☆第19話☆ 【聖女の手伝い】



 僕にはわかる。


 この貿易街の魔法図書館には、僕の知らない魔法書が眠っている!


 もちろん根拠はない。でもそんな気がしている。


 そうとなれば早速図書館へ入ろうーー。



「......意外と小さい図書館だな」



 図書館に入ったはいいものの、他の街より明らかに規模が小さい。


 これじゃ本当に僕の知らない魔法書があるのか疑心暗鬼になってくる。


 とりあえず片っ端から覗いていくしかないか。




   ★




 なんとなくそう思っていた。


 そうだと感じていた。


 そんな僕は今、図書館の入り口で跪いている。


「無かった......何も無かった。
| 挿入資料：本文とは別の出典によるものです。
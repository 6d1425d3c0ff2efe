//! Error types

use super::codes::ErrorCode;
use serde::{Deserialize, Serialize};
use serde_json::Value;
use std::collections::HashMap;
use thiserror::Error;

/// Application error with structured error code and details
///
/// The primary error type for the engine, providing:
/// - Standardized error codes via [`ErrorCode`]
/// - Human-readable messages
/// - Optional structured details (field-level diagnostics, context)
#[derive(Debug, Clone, Error, Serialize, Deserialize)]
#[error("{message}")]
pub struct AppError {
    /// The error code identifying the type of error
    pub code: ErrorCode,
    /// Human-readable error message
    pub message: String,
    /// Optional additional details (field-level errors, context, etc.)
    #[serde(skip_serializing_if = "Option::is_none")]
    pub details: Option<HashMap<String, Value>>,
}

impl AppError {
    /// Create a new error with the default message for the error code
    pub fn new(code: ErrorCode) -> Self {
        Self {
            message: code.message().to_string(),
            code,
            details: None,
        }
    }

    /// Create a new error with a custom message
    pub fn with_message(code: ErrorCode, message: impl Into<String>) -> Self {
        Self {
            code,
            message: message.into(),
            details: None,
        }
    }

    /// Add a detail entry to this error
    pub fn with_detail(mut self, key: impl Into<String>, value: impl Into<Value>) -> Self {
        self.details
            .get_or_insert_with(HashMap::new)
            .insert(key.into(), value.into());
        self
    }

    // ==================== Convenience constructors ====================

    /// Create a validation error
    pub fn validation(msg: impl Into<String>) -> Self {
        Self::with_message(ErrorCode::ValidationFailed, msg)
    }

    /// Create an invalid request error
    pub fn invalid_request(msg: impl Into<String>) -> Self {
        Self::with_message(ErrorCode::InvalidRequest, msg)
    }

    /// Create a malformed-decimal error
    pub fn parse(msg: impl Into<String>) -> Self {
        Self::with_message(ErrorCode::DecimalParse, msg)
    }

    /// Create a division-by-zero error
    pub fn division_by_zero(msg: impl Into<String>) -> Self {
        Self::with_message(ErrorCode::DivisionByZero, msg)
    }

    /// Create an out-of-range error naming the offending field and value
    pub fn out_of_range(field: impl Into<String>, value: impl ToString) -> Self {
        let field = field.into();
        Self::with_message(
            ErrorCode::ValueOutOfRange,
            format!("{} is out of the accepted monetary range", field),
        )
        .with_detail("field", field)
        .with_detail("value", value.to_string())
    }

    /// Create an invalid quantity error
    pub fn invalid_quantity(field: impl Into<String>, value: impl ToString) -> Self {
        Self::new(ErrorCode::InvalidQuantity)
            .with_detail("field", field.into())
            .with_detail("value", value.to_string())
    }

    /// Create an invalid percentage error
    pub fn invalid_percentage(field: impl Into<String>, value: impl ToString) -> Self {
        Self::new(ErrorCode::InvalidPercentage)
            .with_detail("field", field.into())
            .with_detail("value", value.to_string())
    }

    /// Create a no-open-shift error
    pub fn shift_not_open() -> Self {
        Self::new(ErrorCode::ShiftNotOpen)
    }

    /// Create an already-closed-shift error
    pub fn shift_already_closed() -> Self {
        Self::new(ErrorCode::ShiftAlreadyClosed)
    }

    /// Create an internal error
    pub fn internal(msg: impl Into<String>) -> Self {
        Self::with_message(ErrorCode::InternalError, msg)
    }
}
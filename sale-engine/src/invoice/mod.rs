//! Invoice validation
//!
//! The trust boundary between the client and persistence: totals are
//! re-derived server-side and compared against the submitted figures
//! under a two-tier tolerance policy before a sale is accepted.

mod validator;

pub use validator::*;
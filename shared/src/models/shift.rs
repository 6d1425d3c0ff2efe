//! Cash shift models
//!
//! A shift is a bounded work session during which an operator's drawer is
//! open and accountable. Exactly one open shift per operator at a time;
//! the persistence layer owns that uniqueness guarantee.

use rust_decimal::Decimal;
use serde::{Deserialize, Serialize};

/// Shift status
#[derive(Debug, Clone, Copy, PartialEq, Eq, Serialize, Deserialize, Default)]
pub enum ShiftStatus {
    #[serde(rename = "OPEN")]
    #[default]
    Open,
    #[serde(rename = "CLOSED")]
    Closed,
}

/// Manual cash movement kind
#[derive(Debug, Clone, Copy, PartialEq, Eq, Serialize, Deserialize)]
#[serde(rename_all = "SCREAMING_SNAKE_CASE")]
pub enum CashMovementKind {
    /// Cash put into the drawer outside a sale
    Income,
    /// Cash taken out of the drawer (supplier payout, bank drop, ...)
    Expense,
}

/// Manual cash movement recorded against an open shift
#[derive(Debug, Clone, Serialize, Deserialize)]
pub struct CashMovement {
    pub kind: CashMovementKind,
    #[serde(with = "rust_decimal::serde::float")]
    pub amount: Decimal,
    #[serde(skip_serializing_if = "Option::is_none")]
    pub note: Option<String>,
    /// Unix millis, set by the caller when the movement is recorded
    #[serde(skip_serializing_if = "Option::is_none")]
    pub recorded_at: Option<i64>,
}

/// Live summary of a cash shift
///
/// Invariant: expected_cash = opening_amount + sales_cash + manual_income
/// - manual_expense. Recomputed on every read while the shift is open.
#[derive(Debug, Clone, PartialEq, Eq, Serialize, Deserialize)]
pub struct ShiftSummary {
    #[serde(with = "rust_decimal::serde::float")]
    pub opening_amount: Decimal,
    /// Cash-method payments accumulated during the shift
    #[serde(with = "rust_decimal::serde::float")]
    pub sales_cash: Decimal,
    #[serde(with = "rust_decimal::serde::float")]
    pub manual_income: Decimal,
    #[serde(with = "rust_decimal::serde::float")]
    pub manual_expense: Decimal,
    #[serde(with = "rust_decimal::serde::float")]
    pub expected_cash: Decimal,
}

/// Close-shift payload
#[derive(Debug, Clone, Serialize, Deserialize)]
pub struct ShiftClose {
    /// Actual cash counted in the drawer
    #[serde(with = "rust_decimal::serde::float")]
    pub actual_cash: Decimal,
    #[serde(skip_serializing_if = "Option::is_none")]
    pub note: Option<String>,
}

/// Reconciliation figures produced when a shift is closed
///
/// difference = actual - expected; positive is overage, negative is
/// shortage. Never clamped: a shortage is a required signal.
#[derive(Debug, Clone, PartialEq, Eq, Serialize, Deserialize)]
pub struct ShiftReconciliation {
    #[serde(with = "rust_decimal::serde::float")]
    pub expected_cash: Decimal,
    #[serde(with = "rust_decimal::serde::float")]
    pub actual_cash: Decimal,
    #[serde(with = "rust_decimal::serde::float")]
    pub difference: Decimal,
}
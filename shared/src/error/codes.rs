//! Unified error codes for the sale engine
//!
//! Error codes are organized by category:
//! - 0xxx: General errors
//! - 1xxx: Decimal/math errors
//! - 4xxx: Invoice errors
//! - 5xxx: Payment errors
//! - 7xxx: Shift errors
//! - 9xxx: System errors

use serde::{Deserialize, Serialize};
use std::fmt;

/// Unified error code enum
///
/// All error codes are represented as u16 values for efficient
/// serialization and cross-language compatibility with the request layer.
#[derive(Debug, Clone, Copy, PartialEq, Eq, Hash, Serialize, Deserialize)]
#[serde(into = "u16", try_from = "u16")]
#[repr(u16)]
pub enum ErrorCode {
    // ==================== 0xxx: General ====================
    /// Operation completed successfully
    Success = 0,
    /// Unknown error
    Unknown = 1,
    /// Validation failed
    ValidationFailed = 2,
    /// Resource not found
    NotFound = 3,
    /// Invalid request
    InvalidRequest = 5,
    /// Required field missing
    RequiredField = 7,
    /// Value out of range
    ValueOutOfRange = 8,

    // ==================== 1xxx: Decimal / Math ====================
    /// Malformed decimal input
    DecimalParse = 1001,
    /// Division by zero
    DivisionByZero = 1002,

    // ==================== 4xxx: Invoice ====================
    /// Invoice has no line items
    InvoiceEmpty = 4001,
    /// Invoice has no payments
    PaymentsEmpty = 4002,
    /// Client and server totals disagree beyond tolerance
    TotalsMismatch = 4003,
    /// Payments do not reconcile with the invoice total
    PaymentMismatch = 4004,
    /// Line item quantity is invalid
    InvalidQuantity = 4005,
    /// Discount or tax percentage out of [0, 100]
    InvalidPercentage = 4006,

    // ==================== 5xxx: Payment ====================
    /// Payment amount is invalid
    PaymentInvalidAmount = 5001,
    /// Invalid payment method
    PaymentInvalidMethod = 5002,

    // ==================== 7xxx: Shift ====================
    /// No open cash-drawer shift for the operator
    ShiftNotOpen = 7001,
    /// Shift not found
    ShiftNotFound = 7002,
    /// Shift has already been closed
    ShiftAlreadyClosed = 7003,

    // ==================== 9xxx: System ====================
    /// Internal error
    InternalError = 9001,
}

impl ErrorCode {
    /// Get the numeric code value
    #[inline]
    pub const fn code(&self) -> u16 {
        *self as u16
    }

    /// Check if this is a success code
    #[inline]
    pub const fn is_success(&self) -> bool {
        matches!(self, ErrorCode::Success)
    }

    /// Get the developer-facing English message for this error code
    pub const fn message(&self) -> &'static str {
        match self {
            // General
            ErrorCode::Success => "Operation completed successfully",
            ErrorCode::Unknown => "An unknown error occurred",
            ErrorCode::ValidationFailed => "Validation failed",
            ErrorCode::NotFound => "Resource not found",
            ErrorCode::InvalidRequest => "Invalid request",
            ErrorCode::RequiredField => "Required field is missing",
            ErrorCode::ValueOutOfRange => "Value is out of range",

            // Decimal / Math
            ErrorCode::DecimalParse => "Malformed decimal value",
            ErrorCode::DivisionByZero => "Division by zero",

            // Invoice
            ErrorCode::InvoiceEmpty => "Invoice has no line items",
            ErrorCode::PaymentsEmpty => "Invoice has no payments",
            ErrorCode::TotalsMismatch => {
                "Invoice totals could not be verified, please reload and retry"
            }
            ErrorCode::PaymentMismatch => "Payments do not match the invoice total",
            ErrorCode::InvalidQuantity => "Quantity must be positive",
            ErrorCode::InvalidPercentage => "Percentage must be between 0 and 100",

            // Payment
            ErrorCode::PaymentInvalidAmount => "Payment amount is invalid",
            ErrorCode::PaymentInvalidMethod => "Invalid payment method",

            // Shift
            ErrorCode::ShiftNotOpen => "No open cash-drawer shift",
            ErrorCode::ShiftNotFound => "Shift not found",
            ErrorCode::ShiftAlreadyClosed => "Shift has already been closed",

            // System
            ErrorCode::InternalError => "Internal error",
        }
    }
}

impl From<ErrorCode> for u16 {
    #[inline]
    fn from(code: ErrorCode) -> Self {
        code.code()
    }
}

/// Error when converting from an invalid u16 to ErrorCode
#[derive(Debug, Clone, Copy, PartialEq, Eq)]
pub struct InvalidErrorCode(pub u16);

impl fmt::Display for InvalidErrorCode {
    fn fmt(&self, f: &mut fmt::Formatter<'_>) -> fmt::Result {
        write!(f, "invalid error code: {}", self.0)
    }
}

impl std::error::Error for InvalidErrorCode {}

impl TryFrom<u16> for ErrorCode {
    type Error = InvalidErrorCode;

    fn try_from(value: u16) -> Result<Self, Self::Error> {
        match value {
            // General
            0 => Ok(ErrorCode::Success),
            1 => Ok(ErrorCode::Unknown),
            2 => Ok(ErrorCode::ValidationFailed),
            3 => Ok(ErrorCode::NotFound),
            5 => Ok(ErrorCode::InvalidRequest),
            7 => Ok(ErrorCode::RequiredField),
            8 => Ok(ErrorCode::ValueOutOfRange),

            // Decimal / Math
            1001 => Ok(ErrorCode::DecimalParse),
            1002 => Ok(ErrorCode::DivisionByZero),

            // Invoice
            4001 => Ok(ErrorCode::InvoiceEmpty),
            4002 => Ok(ErrorCode::PaymentsEmpty),
            4003 => Ok(ErrorCode::TotalsMismatch),
            4004 => Ok(ErrorCode::PaymentMismatch),
            4005 => Ok(ErrorCode::InvalidQuantity),
            4006 => Ok(ErrorCode::InvalidPercentage),

            // Payment
            5001 => Ok(ErrorCode::PaymentInvalidAmount),
            5002 => Ok(ErrorCode::PaymentInvalidMethod),

            // Shift
            7001 => Ok(ErrorCode::ShiftNotOpen),
            7002 => Ok(ErrorCode::ShiftNotFound),
            7003 => Ok(ErrorCode::ShiftAlreadyClosed),

            // System
            9001 => Ok(ErrorCode::InternalError),

            _ => Err(InvalidErrorCode(value)),
        }
    }
}

impl fmt::Display for ErrorCode {
    fn fmt(&self, f: &mut fmt::Formatter<'_>) -> fmt::Result {
        write!(f, "{}", self.code())
    }
}
//! Money calculation primitives using rust_decimal for precision
//!
//! Every monetary computation in the engine goes through `Decimal`;
//! conversion to `f64` happens only at the final response boundary via
//! [`to_f64`], never mid-computation. Rounding is half-up (midpoint away
//! from zero) because fiscal rounding must be deterministic, not banker's.

use rust_decimal::prelude::*;
use shared::AppError;

/// Default scale for monetary values (2 decimal places)
pub const DECIMAL_PLACES: u32 = 2;

/// Tolerance for monetary comparisons (0.01, one minimal currency unit)
pub const MONEY_TOLERANCE: Decimal = Decimal::from_parts(1, 0, 0, false, 2);

/// Largest magnitude the persistence column can hold:
/// 9_999_999_999_999.999999 (13 integer digits + 6 fractional digits)
pub const MAX_AMOUNT: Decimal = Decimal::from_parts(0x89E7_FFFF, 0x8AC7_2304, 0, false, 6);

/// Rounding configuration threaded through every monetary computation
///
/// An explicit value instead of process-wide decimal state, so results
/// never depend on ambient configuration.
#[derive(Debug, Clone, Copy, PartialEq, Eq)]
pub struct MoneyContext {
    /// Decimal places to round monetary results to
    pub scale: u32,
    /// Rounding strategy (half-up by default)
    pub strategy: RoundingStrategy,
}

impl Default for MoneyContext {
    fn default() -> Self {
        Self {
            scale: DECIMAL_PLACES,
            strategy: RoundingStrategy::MidpointAwayFromZero,
        }
    }
}

/// Parse a decimal string
///
/// Malformed input fails with `DecimalParse`; it is never silently
/// defaulted to zero.
pub fn parse_decimal(value: &str) -> Result<Decimal, AppError> {
    value
        .trim()
        .parse::<Decimal>()
        .map_err(|e| AppError::parse(format!("cannot parse '{}' as decimal: {}", value, e)))
}

/// Convert f64 to Decimal for calculation
///
/// Input values should be pre-validated at the boundary. If NaN/Infinity
/// somehow reaches here, logs an error and returns ZERO to avoid silent
/// data corruption in financial calculations.
#[inline]
pub fn to_decimal(value: f64) -> Decimal {
    Decimal::from_f64(value).unwrap_or_else(|| {
        tracing::error!(value = ?value, "Non-finite f64 in monetary calculation, defaulting to zero");
        Decimal::ZERO
    })
}

/// Strict f64 conversion; non-finite or unrepresentable input fails
pub fn try_decimal(value: f64) -> Result<Decimal, AppError> {
    Decimal::from_f64(value)
        .ok_or_else(|| AppError::parse(format!("{} is not a representable decimal", value)))
}

/// Convert Decimal back to f64 for the response boundary, rounded per context
#[inline]
pub fn to_f64(value: Decimal, ctx: &MoneyContext) -> f64 {
    round_money(value, ctx)
        .to_f64()
        // Values pass the MAX_AMOUNT guard before reaching here, so the
        // rounded magnitude is always representable as f64
        .expect("Decimal within the monetary range is always representable as f64")
}

/// Round a monetary value per context (half-up at 2dp by default)
#[inline]
pub fn round_money(value: Decimal, ctx: &MoneyContext) -> Decimal {
    value.round_dp_with_strategy(ctx.scale, ctx.strategy)
}

/// amount × pct / 100
#[inline]
pub fn percentage(amount: Decimal, pct: Decimal) -> Decimal {
    amount * pct / Decimal::ONE_HUNDRED
}

/// Exact division; division by zero surfaces as a typed error
pub fn checked_div(a: Decimal, b: Decimal) -> Result<Decimal, AppError> {
    if b.is_zero() {
        return Err(AppError::division_by_zero(format!(
            "cannot divide {} by zero",
            a
        )));
    }
    a.checked_div(b)
        .ok_or_else(|| AppError::internal(format!("decimal overflow dividing {} by {}", a, b)))
}

/// Whether a value fits the persistence column bound
#[inline]
pub fn is_valid_amount(value: Decimal) -> bool {
    value.abs() <= MAX_AMOUNT
}

/// Range-guard a monetary field before any arithmetic touches it
pub fn require_valid_amount(value: Decimal, field: &str) -> Result<(), AppError> {
    if !is_valid_amount(value) {
        return Err(AppError::out_of_range(field, value));
    }
    Ok(())
}

/// Compare two monetary values for equality (within 0.01 tolerance)
#[inline]
pub fn money_eq(a: Decimal, b: Decimal) -> bool {
    (a - b).abs() < MONEY_TOLERANCE
}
期待したのに......」


 文字通り、僕の知らない魔法書はなし。


 何も得られるものが無かった。


 三十分もしないで図書館を出るなんて初めてだ。


 それだけ規模が小さいって証拠でもあるか。


 あぁ、どうしよう早速暇になってしまった。


 仰向きで空を見ながら落ち込んでいると、突然視界に一人の女性が入り込んだ。



「ーーーー何してるの?」



 シルヴィアだった。


「図書館に何もなくて黄昏てる。そんな君こそ何してるんだい?」


「私は聖女さんのお手伝いだよ」


「聖女? 何で?」


「小遣い稼ぎだね。ほら私、金銭もなければこの街の門番に通行料を払えなかったでしょ」


 確かに。一文なしってことだから軽く働いてるわけか。


「そっか。頑張ってね〜」


 僕はこのまま黄昏ておくから。


「暇ならあなたもする?」


「え、何をしろって言うの」


 聖女の手伝いか。


 嫌ではないけど、内容によるかな。


「この街の何ヶ所かに防護結界を施す。まぁ弱まった結界を再度構築する作業だね」


「報酬は?」


「金貨三十五枚」


 ーーなるほどやるしかなさそうだ。


「それは二人で分ける?」


「もちろん」


「よしやるよ。でも、なんか報酬多くない?」


 あまりにも不自然だ。結界を施すだけで金貨三十五枚、多すぎる。


「この街じゃ少ない方だね。魔物退治とかなら金貨三百枚くらいはあるだろうし」


「魔物退治した方が儲かるじゃん。なんでそっちしなかったの?」


「あなたは二週間かけて魔物退治に行きたいと思う?」


 あ〜そう言うことね。遠すぎるんだ。


「嫌だね」


「そういうことだから当日報酬が貰える教会の手伝いをしてるんだよ」


「なるほどね。わかった、じゃあ手伝うよ」


「そう。ならこの魔法図書館に施そうか」


 建物に施すのか。街全体にした方がいいような......。


 そうか。


 街が発展すれば、広がったところは結界外になる。


 だから文化を残せる建物を優先しているわけか。


「何ヶ所って言っても、あとどのくらいある?」


「あと四十二ヶ所。場所が多いから魔力量との勝負だね」


「ならササッと終わらせて報酬を貰っちゃいますか」


 暇になった僕は突如聖女の手伝いをすることになった。


 結界を施すだけで金貨が貰えるんだ。やるしかない。


 裏は無さそうだし、信じてもいいか。